> YOUR GOAL: Type every record exactly as it appears.

[Stored data entries]
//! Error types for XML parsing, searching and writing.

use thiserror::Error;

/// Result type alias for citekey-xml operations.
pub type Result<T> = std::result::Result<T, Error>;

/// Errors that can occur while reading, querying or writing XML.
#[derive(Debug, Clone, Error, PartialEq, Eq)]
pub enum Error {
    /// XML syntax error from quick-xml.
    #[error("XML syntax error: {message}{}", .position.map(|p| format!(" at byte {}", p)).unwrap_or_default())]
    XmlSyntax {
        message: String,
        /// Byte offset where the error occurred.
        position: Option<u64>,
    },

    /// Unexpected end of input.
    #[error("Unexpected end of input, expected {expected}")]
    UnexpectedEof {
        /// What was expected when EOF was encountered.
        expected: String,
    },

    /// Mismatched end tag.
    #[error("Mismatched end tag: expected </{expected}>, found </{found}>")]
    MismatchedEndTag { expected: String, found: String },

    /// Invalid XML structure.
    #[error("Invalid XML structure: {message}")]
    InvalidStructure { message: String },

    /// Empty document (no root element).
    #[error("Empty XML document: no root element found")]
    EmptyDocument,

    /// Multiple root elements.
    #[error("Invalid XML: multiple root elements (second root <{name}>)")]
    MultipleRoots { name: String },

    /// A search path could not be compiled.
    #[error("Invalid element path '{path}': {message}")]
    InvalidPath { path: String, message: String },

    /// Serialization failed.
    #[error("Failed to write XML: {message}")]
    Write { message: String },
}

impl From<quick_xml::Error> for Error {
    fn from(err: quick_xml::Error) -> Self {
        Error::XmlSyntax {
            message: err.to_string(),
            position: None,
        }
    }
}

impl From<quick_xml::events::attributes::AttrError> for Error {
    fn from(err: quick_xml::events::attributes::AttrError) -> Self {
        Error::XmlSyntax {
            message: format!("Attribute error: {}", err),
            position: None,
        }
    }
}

> ANSWER TO THE EXERCISE:
//! Error types for XML parsing, searching and writing.

use thiserror::Error;

/// Result type alias for citekey-xml operations.
pub type Result<T> = std::result::Result<T, Error>;

/// Errors that can occur while reading, querying or writing XML.
#[derive(Debug, Clone, Error, PartialEq, Eq)]
pub enum Error {
    /// XML syntax error from quick-xml.
    #[error("XML syntax error: {message}{}", .position.map(|p| format!(" at byte {}", p)).unwrap_or_default())]
    XmlSyntax {
        message: String,
        /// Byte offset where the error occurred.
        position: Option<u64>,
    },

    /// Unexpected end of input.
    #[error("Unexpected end of input, expected {expected}")]
    UnexpectedEof {
        /// What was expected when EOF was encountered.
        expected: String,
    },

    /// Mismatched end tag.
    #[error("Mismatched end tag: expected </{expected}>, found </{found}>")]
    MismatchedEndTag { expected: String, found: String },

    /// Invalid XML structure.
    #[error("Invalid XML structure: {message}")]
    InvalidStructure { message: String },

    /// Empty document (no root element).
    #[error("Empty XML document: no root element found")]
    EmptyDocument,

    /// Multiple root elements.
    #[error("Invalid XML: multiple root elements (second root <{name}>)")]
    MultipleRoots { name: String },

    /// A search path could not be compiled.
    #[error("Invalid element path '{path}': {message}")]
    InvalidPath { path: String, message: String },

    /// Serialization failed.
    #[error("Failed to write XML: {message}")]
    Write { message: String },
}

impl From<quick_xml::Error> for Error {
    fn from(err: quick_xml::Error) -> Self {
        Error::XmlSyntax {
            message: err.to_string(),
            position: None,
        }
    }
}

impl From<quick_xml::events::attributes::AttrError> for Error {
    fn from(err: quick_xml::events::attributes::AttrError) -> Self {
        Error::XmlSyntax {
            message: format!("Attribute error: {}", err),
            position: None,
        }
    }
}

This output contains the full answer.